Goal of the exercise
The listing below holds a line with "its canonical ordering" and a later line with "pub mod point;". Write out those two lines and every line between them, exactly, and nothing else.

Source information
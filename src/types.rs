//! Configuration and statistics types.
//!
//! `Config` is serializable so it can be loaded from JSON or TOML alongside
//! the rest of an application's settings.

use crate::compute::size::SizePolicy;
use crate::error::{ClusterError, Result};
use serde::{Deserialize, Serialize};
use std::path::Path;

/// Highest zoom level an index may be configured for.
pub const MAX_ZOOM_LIMIT: u8 = 24;

/// Clustering configuration.
///
/// # Example
///
/// ```rust
/// use vibecluster::Config;
///
/// // Create default config
/// let config = Config::default();
/// assert_eq!(config.radius, 75.0);
///
/// // Load from JSON
/// let json = r#"{
///     "radius": 60,
///     "max_zoom": 14
/// }"#;
/// let config = Config::from_json(json).unwrap();
/// assert_eq!(config.max_zoom, 14);
/// assert_eq!(config.min_points, 2);
/// ```
#[derive(Debug, Clone, PartialEq, Serialize, Deserialize)]
pub struct Config {
    /// Merge radius in pixels
    #[serde(default = "Config::default_radius")]
    pub radius: f64,

    /// Tile size in pixels; the world spans `extent * 2^zoom` pixels at a zoom
    #[serde(default = "Config::default_extent")]
    pub extent: f64,

    /// Coarsest zoom level that gets a cluster level
    #[serde(default)]
    pub min_zoom: u8,

    /// Finest zoom level that gets a cluster level
    #[serde(default = "Config::default_max_zoom")]
    pub max_zoom: u8,

    /// Minimum number of points that may form a cluster
    #[serde(default = "Config::default_min_points")]
    pub min_points: u32,

    /// Margin in pixels added around query bounds
    #[serde(default = "Config::default_padding")]
    pub padding: f64,

    /// Display size derivation for rendering
    #[serde(default)]
    pub size: SizePolicy,
}

impl Config {
    const fn default_radius() -> f64 {
        75.0
    }

    const fn default_extent() -> f64 {
        256.0
    }

    const fn default_max_zoom() -> u8 {
        16
    }

    const fn default_min_points() -> u32 {
        2
    }

    const fn default_padding() -> f64 {
        75.0
    }

    pub fn with_radius(mut self, radius: f64) -> Self {
        self.radius = radius;
        self
    }

    pub fn with_extent(mut self, extent: f64) -> Self {
        self.extent = extent;
        self
    }

    pub fn with_zoom_range(mut self, min_zoom: u8, max_zoom: u8) -> Self {
        self.min_zoom = min_zoom;
        self.max_zoom = max_zoom;
        self
    }

    pub fn with_min_points(mut self, min_points: u32) -> Self {
        self.min_points = min_points;
        self
    }

    pub fn with_padding(mut self, padding: f64) -> Self {
        self.padding = padding;
        self
    }

    pub fn with_size_policy(mut self, size: SizePolicy) -> Self {
        self.size = size;
        self
    }

    /// Validate configuration values
    pub fn validate(&self) -> Result<()> {
        if !self.radius.is_finite() || self.radius < 0.0 {
            return Err(ClusterError::InvalidConfig(format!(
                "Radius must be finite and non-negative, got: {}",
                self.radius
            )));
        }

        if !self.extent.is_finite() || self.extent <= 0.0 {
            return Err(ClusterError::InvalidConfig(format!(
                "Extent must be finite and positive, got: {}",
                self.extent
            )));
        }

        if !self.padding.is_finite() || self.padding < 0.0 {
            return Err(ClusterError::InvalidConfig(format!(
                "Padding must be finite and non-negative, got: {}",
                self.padding
            )));
        }

        if self.min_zoom > self.max_zoom {
            return Err(ClusterError::InvalidConfig(format!(
                "min_zoom ({}) exceeds max_zoom ({})",
                self.min_zoom, self.max_zoom
            )));
        }

        if self.max_zoom > MAX_ZOOM_LIMIT {
            return Err(ClusterError::InvalidConfig(format!(
                "max_zoom must be at most {}, got: {}",
                MAX_ZOOM_LIMIT, self.max_zoom
            )));
        }

        if self.min_points < 2 {
            return Err(ClusterError::InvalidConfig(
                "min_points must be at least 2".to_string(),
            ));
        }

        self.size.validate()
    }

    /// Clamp a requested zoom into `[min_zoom, max_zoom]`.
    pub fn clamp_zoom(&self, zoom: i32) -> u8 {
        let clamped = zoom.clamp(i32::from(self.min_zoom), i32::from(self.max_zoom));
        if clamped != zoom {
            log::debug!(
                "Zoom {} outside [{}, {}], clamped to {}",
                zoom,
                self.min_zoom,
                self.max_zoom,
                clamped
            );
        }
        // in range of u8 after the clamp above
        clamped as u8
    }

    /// Load configuration from JSON string
    pub fn from_json(json: &str) -> Result<Self> {
        let config: Config = serde_json::from_str(json)?;
        config.validate()?;
        Ok(config)
    }

    /// Save configuration as JSON string
    pub fn to_json(&self) -> Result<String> {
        Ok(serde_json::to_string_pretty(self)?)
    }

    /// Load configuration from TOML string (requires toml feature)
    #[cfg(feature = "toml")]
    pub fn from_toml(toml_str: &str) -> Result<Self> {
        let config: Config = toml::from_str(toml_str)?;
        config.validate()?;
        Ok(config)
    }

    /// Save configuration as TOML string (requires toml feature)
    #[cfg(feature = "toml")]
    pub fn to_toml(&self) -> Result<String> {
        Ok(toml::to_string_pretty(self)?)
    }

    /// Load configuration from a file, picking the format by extension.
    ///
    /// `.toml` files need the `toml` feature; anything else is read as JSON.
    pub fn from_path<P: AsRef<Path>>(path: P) -> Result<Self> {
        let path = path.as_ref();
        let contents = std::fs::read_to_string(path)?;

        match path.extension().and_then(|ext| ext.to_str()) {
            #[cfg(feature = "toml")]
            Some("toml") => Self::from_toml(&contents),
            #[cfg(not(feature = "toml"))]
            Some("toml") => Err(ClusterError::InvalidConfig(format!(
                "{} is TOML but the `toml` feature is disabled",
                path.display()
            ))),
            _ => Self::from_json(&contents),
        }
    }
}

impl Default for Config {
    fn default() -> Self {
        Self {
            radius: Self::default_radius(),
            extent: Self::default_extent(),
            min_zoom: 0,
            max_zoom: Self::default_max_zoom(),
            min_points: Self::default_min_points(),
            padding: Self::default_padding(),
            size: SizePolicy::default(),
        }
    }
}

/// Summary of a built index.
#[derive(Debug, Clone, PartialEq, Eq, Serialize, Deserialize)]
pub struct IndexStats {
    /// Build generation of the index
    pub generation: u64,
    /// Number of points indexed
    pub num_points: usize,
    /// Number of clusters across all zoom levels
    pub num_clusters: usize,
    /// Primitives (clusters plus unclustered points) per zoom, coarsest first
    pub primitives_per_zoom: Vec<(u8, usize)>,
}
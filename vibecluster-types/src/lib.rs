//! # vibecluster-types
//!
//! Core data types for the vibecluster engine:
//!
//! - **Categories**: `VibeCategory` and its canonical ordering
//! - **Points**: `GeoPoint`, a geolocated destination with an opaque payload
//! - **Viewports**: `Viewport`, a bounding box plus zoom level
//!
//! All types are serializable with Serde and interoperate with the `geo`
//! crate's geometric primitives.
//!
//! ## Examples
//!
//! ```rust
//! use vibecluster_types::category::VibeCategory;
//! use vibecluster_types::point::GeoPoint;
//! use vibecluster_types::viewport::Viewport;
//!
//! let lisbon = GeoPoint::new("lisbon", -9.1393, 38.7223, VibeCategory::Cultural, "{}");
//! let europe = Viewport::new(-25.0, 34.0, 45.0, 72.0, 4);
//! assert!(europe.contains(lisbon.lon, lisbon.lat));
//! ```

pub mod category;
pub mod point;
pub mod viewport;
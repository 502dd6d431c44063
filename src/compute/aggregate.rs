//! Cluster aggregation.
//!
//! Aggregates are immutable values combined with a pure, associative
//! [`ClusterAggregate::merge`]. A cluster's aggregate is the merge of its
//! children's aggregates, so category counts and member totals are conserved
//! at every level of the hierarchy.

use serde::{Deserialize, Serialize};
use std::collections::BTreeMap;
use vibecluster_types::category::VibeCategory;

/// Per-category member counts, stored in canonical category order.
#[derive(Debug, Clone, Copy, PartialEq, Eq, Hash, Default, Serialize, Deserialize)]
#[serde(
    from = "BTreeMap<VibeCategory, u32>",
    into = "BTreeMap<VibeCategory, u32>"
)]
pub struct VibeCounts([u32; VibeCategory::COUNT]);

impl VibeCounts {
    /// Counts for a single member of `category`.
    pub fn single(category: VibeCategory) -> Self {
        let mut counts = [0; VibeCategory::COUNT];
        counts[category.index()] = 1;
        Self(counts)
    }

    pub fn get(&self, category: VibeCategory) -> u32 {
        self.0[category.index()]
    }

    /// Sum over all categories.
    pub fn total(&self) -> u32 {
        self.0.iter().sum()
    }

    pub fn is_empty(&self) -> bool {
        self.total() == 0
    }

    /// Entrywise sum.
    #[must_use]
    pub fn merge(self, other: Self) -> Self {
        let mut counts = self.0;
        for (slot, add) in counts.iter_mut().zip(other.0) {
            *slot += add;
        }
        Self(counts)
    }

    /// Category with the highest count.
    ///
    /// Ties go to the category that comes first in canonical order. Returns
    /// `None` when every count is zero.
    ///
    /// # Examples
    ///
    /// ```
    /// use vibecluster::VibeCounts;
    /// use vibecluster::VibeCategory;
    ///
    /// let counts: VibeCounts = [VibeCategory::Nature, VibeCategory::Beach].into_iter().collect();
    /// assert_eq!(counts.dominant(), Some(VibeCategory::Beach));
    /// ```
    pub fn dominant(&self) -> Option<VibeCategory> {
        let mut best: Option<(VibeCategory, u32)> = None;
        for (category, count) in self.iter() {
            if count == 0 {
                continue;
            }
            match best {
                Some((_, best_count)) if best_count >= count => {}
                _ => best = Some((category, count)),
            }
        }
        best.map(|(category, _)| category)
    }

    /// Iterate `(category, count)` pairs in canonical order, zeros included.
    pub fn iter(&self) -> impl Iterator<Item = (VibeCategory, u32)> + '_ {
        VibeCategory::ALL
            .iter()
            .map(move |category| (*category, self.0[category.index()]))
    }
}

impl FromIterator<VibeCategory> for VibeCounts {
    fn from_iter<I: IntoIterator<Item = VibeCategory>>(iter: I) -> Self {
        iter.into_iter()
            .fold(Self::default(), |acc, category| acc.merge(Self::single(category)))
    }
}

impl From<BTreeMap<VibeCategory, u32>> for VibeCounts {
    fn from(map: BTreeMap<VibeCategory, u32>) -> Self {
        let mut counts = [0; VibeCategory::COUNT];
        for (category, count) in map {
            counts[category.index()] = count;
        }
        Self(counts)
    }
}

impl From<VibeCounts> for BTreeMap<VibeCategory, u32> {
    fn from(counts: VibeCounts) -> Self {
        counts.iter().filter(|(_, count)| *count > 0).collect()
    }
}

/// Running aggregate for a group of nodes merged into one cluster.
///
/// Positions are held as count-weighted sums so merging stays associative;
/// the centroid is only divided out at the end.
///
/// Latitude is summed in degrees next to the projected position. Mercator
/// clamps everything poleward of about 85.05° to the edge of the unit square,
/// so the reported latitude cannot be recovered from the projected centroid.
#[derive(Debug, Clone, Copy, PartialEq)]
pub struct ClusterAggregate {
    weighted_x: f64,
    weighted_y: f64,
    weighted_lat: f64,
    num_points: u32,
    vibes: VibeCounts,
}

impl ClusterAggregate {
    /// Aggregate of one node at projected position `(x, y)` and latitude `lat`.
    pub fn of_node(x: f64, y: f64, lat: f64, num_points: u32, vibes: VibeCounts) -> Self {
        let weight = f64::from(num_points);
        Self {
            weighted_x: x * weight,
            weighted_y: y * weight,
            weighted_lat: lat * weight,
            num_points,
            vibes,
        }
    }

    /// Combine two aggregates into a new one.
    #[must_use]
    pub fn merge(self, other: Self) -> Self {
        Self {
            weighted_x: self.weighted_x + other.weighted_x,
            weighted_y: self.weighted_y + other.weighted_y,
            weighted_lat: self.weighted_lat + other.weighted_lat,
            num_points: self.num_points + other.num_points,
            vibes: self.vibes.merge(other.vibes),
        }
    }

    /// Count-weighted mean position in projected units.
    pub fn centroid(&self) -> (f64, f64) {
        let weight = f64::from(self.num_points.max(1));
        (self.weighted_x / weight, self.weighted_y / weight)
    }

    /// Count-weighted mean latitude in degrees.
    pub fn mean_lat(&self) -> f64 {
        self.weighted_lat / f64::from(self.num_points.max(1))
    }

    pub fn num_points(&self) -> u32 {
        self.num_points
    }

    pub fn vibes(&self) -> VibeCounts {
        self.vibes
    }
}
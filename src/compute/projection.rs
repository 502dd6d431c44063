//! Web-Mercator projection into the unit square.
//!
//! Longitude maps linearly onto `x` in `[0, 1]`; latitude maps onto `y` in
//! `[0, 1]` with north at `y = 0`. At zoom `z` one projected unit spans
//! `extent * 2^z` pixels, which is how pixel radii become projected radii.

use std::f64::consts::PI;

/// Project a longitude in degrees to `x` in `[0, 1]`.
pub fn lng_x(lng: f64) -> f64 {
    lng / 360.0 + 0.5
}

/// Project a latitude in degrees to `y` in `[0, 1]`.
///
/// Latitudes beyond the Mercator limit (about ±85.05°) clamp to the edges.
pub fn lat_y(lat: f64) -> f64 {
    let sin = (lat * PI / 180.0).sin();
    let y = 0.5 - 0.25 * ((1.0 + sin) / (1.0 - sin)).ln() / PI;
    y.clamp(0.0, 1.0)
}

/// Inverse of [`lng_x`].
pub fn x_lng(x: f64) -> f64 {
    (x - 0.5) * 360.0
}

/// Inverse of [`lat_y`].
pub fn y_lat(y: f64) -> f64 {
    let y2 = (180.0 - y * 360.0) * PI / 180.0;
    360.0 * y2.exp().atan() / PI - 90.0
}

/// Convert a distance in pixels to projected units at `zoom`.
pub fn pixels_to_units(pixels: f64, extent: f64, zoom: u8) -> f64 {
    pixels / (extent * 2f64.powi(i32::from(zoom)))
}

/// Normalize a longitude into `[-180, 180)`.
pub fn wrap_lng(lng: f64) -> f64 {
    ((lng + 180.0) % 360.0 + 360.0) % 360.0 - 180.0
}

#[cfg(test)]
mod tests {
    use super::*;

    #[test]
    fn test_origin_projects_to_center() {
        assert_eq!(lng_x(0.0), 0.5);
        assert!((lat_y(0.0) - 0.5).abs() < 1e-12);
    }

    #[test]
    fn test_north_is_up() {
        assert!(lat_y(45.0) < lat_y(0.0));
        assert!(lat_y(-45.0) > lat_y(0.0));
    }

    #[test]
    fn test_poles_clamp_to_unit_square() {
        assert_eq!(lat_y(90.0), 0.0);
        assert_eq!(lat_y(-90.0), 1.0);
        assert_eq!(lat_y(89.9), 0.0);
    }

    #[test]
    fn test_inverse_projection() {
        for lng in [-179.5, -74.006, 0.0, 12.5, 179.9] {
            assert!((x_lng(lng_x(lng)) - lng).abs() < 1e-9);
        }
        for lat in [-80.0, -33.9, 0.0, 40.7128, 84.0] {
            assert!((y_lat(lat_y(lat)) - lat).abs() < 1e-9);
        }
    }

    #[test]
    fn test_pixel_radius_halves_per_zoom() {
        let z0 = pixels_to_units(75.0, 512.0, 0);
        let z1 = pixels_to_units(75.0, 512.0, 1);
        assert!((z0 / z1 - 2.0).abs() < 1e-12);
    }

    #[test]
    fn test_wrap_lng() {
        assert_eq!(wrap_lng(190.0), -170.0);
        assert_eq!(wrap_lng(-190.0), 170.0);
        assert_eq!(wrap_lng(180.0), -180.0);
        assert_eq!(wrap_lng(45.0), 45.0);
    }
}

Answer for the task
//! - **Categories**: `VibeCategory` and its canonical ordering
//! - **Points**: `GeoPoint`, a geolocated destination with an opaque payload
//! - **Viewports**: `Viewport`, a bounding box plus zoom level
//!
//! All types are serializable with Serde and interoperate with the `geo`
//! crate's geometric primitives.
//!
//! ## Examples
//!
//! ```rust
//! use vibecluster_types::category::VibeCategory;
//! use vibecluster_types::point::GeoPoint;
//! use vibecluster_types::viewport::Viewport;
//!
//! let lisbon = GeoPoint::new("lisbon", -9.1393, 38.7223, VibeCategory::Cultural, "{}");
//! let europe = Viewport::new(-25.0, 34.0, 45.0, 72.0, 4);
//! assert!(europe.contains(lisbon.lon, lisbon.lat));
//! ```

pub mod category;
pub mod point;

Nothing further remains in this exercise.